Grundsätzlich gilt, dass kleine hofnahe Agri-PV im Außenbereich privilegiert sind (§ 35 BauGB). Greift die Vorschrift, reicht ein Bauantrag aus. Bei der Flächengröße gehen die meisten Gemeinden für die Genehmigung von maximal 2,5 ha Grundfläche aus. Dabei zählt die gesamte von der Anlage geprägte Fläche und nicht lediglich ein Teil des Baugrundstücks, der durch die einzelnen Module bedeckt ist. Voraussetzung für die Privilegierung ist außerdem ein sog. räumlich-funktionaler Zusammenhang zu einer landwirtschaftlichen Betriebsstätte/Hofstelle. Das heißt, Anlage und Hof müssen nach außen eine gemeinsame Einheit darstellen, die unter Rücksichtnahme auf eine möglichst geringe Zersiedelung des Außenbereichs besteht. Wie weit die größtmögliche Schonung ausgelegt werden kann, wird die Rechtsprechung zeigen. Im Einzelfall ist immer die Gesamtbetrachtung entscheidend. So könnte z. B. auch eine hohe Eigenverbrauchsquote den funktionalen Zusammenhang stärken oder die positive Wirkung der Beschattung auf den Pflanzenbestand .
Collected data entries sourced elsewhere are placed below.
//! pw-ingest: track aircraft from Beast, AVR and SBS1 feeds.
//!
//! Sources are given as `FORMAT://HOST[:PORT]` for a live TCP feed,
//! `FORMAT+listen://[HOST][:PORT]` to accept feeders, or
//! `FORMAT+file://PATH` for a capture file (`.gz` and `.bz2` included).
//! Plane events go to stdout as JSON lines, or to the log.

use std::path::PathBuf;
use std::sync::Arc;

use clap::{Parser, Subcommand, ValueEnum};
use tracing::{error, info, warn};
use tracing_subscriber::EnvFilter;

use pw_core::config::{self, Config, ReceiverConfig};
use pw_core::frame::FrameSource;
use pw_tracker::{
    parse_source, IcaoFilter, KeepAlive, LogSink, StreamOptions, StreamProducer, Tracker,
    TrackerError, TrackerOptions,
};

mod output;

#[derive(Parser)]
#[command(
    name = "pw-ingest",
    version,
    about = "Track aircraft from Beast, AVR and SBS1 feeds"
)]
struct Cli {
    /// Config file (default: ~/.planewatch/config.yaml)
    #[arg(short, long, global = true, env = "PW_CONFIG")]
    config: Option<PathBuf>,

    /// Log at debug level
    #[arg(short, long, global = true)]
    verbose: bool,

    #[command(subcommand)]
    command: Commands,
}

#[derive(Subcommand)]
enum Commands {
    /// Track aircraft from one or more sources
    Track(TrackArgs),
    /// Write a default config file
    InitConfig {
        /// Overwrite an existing file
        #[arg(long)]
        force: bool,
    },
    /// Print the effective configuration
    ShowConfig,
}

#[derive(clap::Args)]
struct TrackArgs {
    /// beast://host:30005, sbs1://host:30003, avr+file://capture.txt.gz,
    /// beast+listen://:30105, ...
    #[arg(required = true)]
    sources: Vec<String>,

    /// Receiver name stamped on every frame
    #[arg(long, env = "PW_RECEIVER_NAME")]
    name: Option<String>,

    /// Free-form source tag
    #[arg(long)]
    tag: Option<String>,

    /// Receiver latitude, used to resolve single CPR fragments
    #[arg(long, allow_hyphen_values = true, requires = "lon")]
    lat: Option<f64>,

    /// Receiver longitude
    #[arg(long, allow_hyphen_values = true, requires = "lat")]
    lon: Option<f64>,

    /// Number of decode workers
    #[arg(long)]
    workers: Option<usize>,

    /// Drop residual-address frames for aircraft not recently confirmed
    #[arg(long)]
    filter_icao: bool,

    /// Replay Beast captures at the speed they were recorded
    #[arg(long)]
    replay_pacing: bool,

    /// Re-send each aircraft's newest frame every 30s for an hour, so
    /// sparse feeds keep it tracked
    #[arg(long)]
    keep_alive: bool,

    #[arg(long, value_enum, default_value_t = OutputMode::Json)]
    output: OutputMode,
}

impl TrackArgs {
    fn stream_options(&self) -> StreamOptions {
        StreamOptions {
            replay_pacing: self.replay_pacing,
            keep_alive: self.keep_alive.then(KeepAlive::default),
        }
    }
}

#[derive(Clone, Copy, Debug, PartialEq, Eq, ValueEnum)]
enum OutputMode {
    /// One JSON object per plane event on stdout
    Json,
    /// Plane events in the log only
    Log,
}

#[tokio::main]
async fn main() {
    let cli = Cli::parse();

    let cfg = match &cli.config {
        Some(path) => match config::load_config_from(path) {
            Ok(c) => c,
            Err(e) => {
                eprintln!("Error: {}: {e}", path.display());
                std::process::exit(1);
            }
        },
        None => config::load_config(),
    };
    init_logging(&cfg.logging.level, cli.verbose);

    let result = match cli.command {
        Commands::Track(args) => cmd_track(cfg, args).await,
        Commands::InitConfig { force } => cmd_init_config(cli.config, force),
        Commands::ShowConfig => {
            print!("{}", config::serialize_config(&cfg));
            Ok(())
        }
    };

    if let Err(e) = result {
        error!(error = %e, "exiting");
        eprintln!("Error: {e}");
        std::process::exit(1);
    }
}

fn init_logging(level: &str, verbose: bool) {
    let default = if verbose { "debug" } else { level };
    let filter = EnvFilter::try_from_default_env().unwrap_or_else(|_| EnvFilter::new(default));
    tracing_subscriber::fmt()
        .with_env_filter(filter)
        .with_writer(std::io::stderr)
        .init();
}

/// Receiver identity from config, with command line overrides.
fn frame_source(receiver: &ReceiverConfig, args: &TrackArgs) -> FrameSource {
    let name = args.name.clone().unwrap_or_else(|| receiver.name.clone());
    let tag = args.tag.clone().unwrap_or_else(|| receiver.tag.clone());
    let source = FrameSource::new(name, tag);
    match args.lat.zip(args.lon).or_else(|| receiver.reference()) {
        Some((lat, lon)) => source.with_reference(lat, lon),
        None => source,
    }
}

async fn cmd_track(cfg: Config, args: TrackArgs) -> Result<(), TrackerError> {
    let source = frame_source(&cfg.receiver, &args);
    let mut opts = TrackerOptions::from(&cfg.tracker);
    if let Some(workers) = args.workers {
        opts.workers = workers;
    }

    // validate every source before anything starts
    let options = args.stream_options();
    let producers = args
        .sources
        .iter()
        .map(|s| {
            let (format, input) = parse_source(s)?;
            Ok(StreamProducer::with_options(format, input, source.clone(), options))
        })
        .collect::<Result<Vec<_>, TrackerError>>()?;

    let tracker = Tracker::new(opts);
    if args.filter_icao {
        tracker.add_middleware(Arc::new(IcaoFilter::default())).await?;
    }
    match args.output {
        OutputMode::Json => tracker.add_sink(Arc::new(output::JsonSink::stdout())),
        OutputMode::Log => tracker.add_sink(Arc::new(LogSink)),
    }
    for producer in producers {
        tracker.add_producer(Arc::new(producer)).await?;
    }

    tokio::select! {
        _ = tracker.wait() => {}
        res = tokio::signal::ctrl_c() => {
            if let Err(e) = res {
                warn!(error = %e, "cannot listen for ctrl-c");
            }
            info!("interrupted");
        }
    }
    // also finishes a shutdown that wait() had started when interrupted
    tracker.stop().await;

    let stats = tracker.stats();
    info!(
        frames = stats.frames,
        decode_failures = stats.decode_failures,
        vetoed = stats.vetoed,
        events = stats.events,
        "done"
    );
    Ok(())
}

fn cmd_init_config(path: Option<PathBuf>, force: bool) -> Result<(), TrackerError> {
    let path = path.unwrap_or_else(config::config_file);
    if path.exists() && !force {
        eprintln!("{} already exists (use --force to overwrite)", path.display());
        return Ok(());
    }
    config::save_config_to(&path, &Config::default())?;
    eprintln!("Wrote {}", path.display());
    Ok(())
}

#[cfg(test)]
mod tests {
    use super::*;
    use clap::CommandFactory;

    #[test]
    fn test_cli_definition() {
        Cli::command().debug_assert();
    }

    #[test]
    fn test_track_args() {
        let cli = Cli::try_parse_from([
            "pw-ingest",
            "track",
            "--lat",
            "-31.95",
            "--lon",
            "115.86",
            "--output",
            "log",
            "beast://localhost",
            "sbs1+file:///tmp/a.sbs",
        ])
        .unwrap();
        let Commands::Track(args) = cli.command else {
            panic!("expected track");
        };
        assert_eq!(args.sources.len(), 2);
        assert_eq!(args.output, OutputMode::Log);

        let source = frame_source(&Config::default().receiver, &args);
        assert_eq!(source.name, "default");
        assert_eq!(source.reference(), Some((-31.95, 115.86)));
    }

    #[test]
    fn test_stream_options() {
        let cli = Cli::try_parse_from(["pw-ingest", "track", "beast+file://a.bin"]).unwrap();
        let Commands::Track(args) = cli.command else {
            panic!("expected track");
        };
        assert_eq!(args.stream_options(), StreamOptions::default());

        let cli = Cli::try_parse_from([
            "pw-ingest",
            "track",
            "--replay-pacing",
            "--keep-alive",
            "beast+file://a.bin",
        ])
        .unwrap();
        let Commands::Track(args) = cli.command else {
            panic!("expected track");
        };
        let options = args.stream_options();
        assert!(options.replay_pacing);
        assert_eq!(options.keep_alive, Some(KeepAlive::default()));
    }

    #[test]
    fn test_lat_requires_lon() {
        assert!(Cli::try_parse_from(["pw-ingest", "track", "--lat", "1.0", "beast://h"]).is_err());
        assert!(Cli::try_parse_from(["pw-ingest", "track"]).is_err());
    }

    #[test]
    fn test_frame_source_from_config() {
        let mut receiver = Config::default().receiver;
        receiver.name = "perth".into();
        receiver.lat = Some(-31.9);
        receiver.lon = Some(115.9);
        let cli = Cli::try_parse_from(["pw-ingest", "track", "--tag", "roof", "avr://h"]).unwrap();
        let Commands::Track(args) = cli.command else {
            panic!("expected track");
        };
        let source = frame_source(&receiver, &args);
        assert_eq!(source.name, "perth");
        assert_eq!(source.tag, "roof");
        assert_eq!(source.reference(), Some((-31.9, 115.9)));
    }
}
Wenn Sie über eine Agri-PV nachdenken, ist aus unserer Sicht der Fokus auf landwirtschaftliche Flächen im Radius von ca. 300 m um die Hofstellen zu legen, es ist und bleibt aber eine Einzelfallentscheidung. Es gibt Erfahrungen aus Bayern, wo bei Hofstellen in Dorflage der räumliche Zusammenhang deutlich weitläufiger ausgelegt wird. Es ist davon auszugehen, dass je aktiver Hofstelle eine Agri-PV zulässig ist, also auch mehr als eine Agri-PV pro Betrieb.
Gutachten für die Behörden
Die Baubehörde kann Gutachten verlangen, die unterschiedlich viel Zeit und Geld kosten. Während z. B. ein Blendgutachten weniger problematisch ist, dürften avifaunistische (vogelkundliche) Gutachten wegen der umfangreichen Kartierungspflicht den Zeit- und Kostenrahmen überfordern. Bleiben Sie daher mit der Baubehörde in Kontakt und bereiten Sie sich bestmöglich vor.
Genug Zeit einplanen
Wie bei allen größeren Investitionsprojekten sollten Sie sich vorab die Frage stellen, ob Sie die nötigen Managementkapazitäten frei haben, um ein solches Projekt effizient realisieren zu können. Sie haben am Ende nichts gewonnen, wenn das Projekt zeitverzögert oder nicht realisiert wird oder dadurch die Arbeitsqualität in Ackerbau oder Stall leidet.
Am Markt bieten derzeit viele Projektierer Gesamtprojekte, also Planung, Bau und Betriebsführung, an. Erfahrene Projektierer sind Mehrkosten wert, wenn sie das Projekt erfolgreich realisieren. Holen Sie deshalb mehrere Angebote von Projektierern ein. Achten Sie vor allem auf die Qualität der Zusammenarbeit, denn Sie als Unternehmer können aufgrund Ihrer möglichen regionalen Kontakte ein wichtiges Bindeglied zu Nachbarn, Behörden und der Gemeinde darstellen.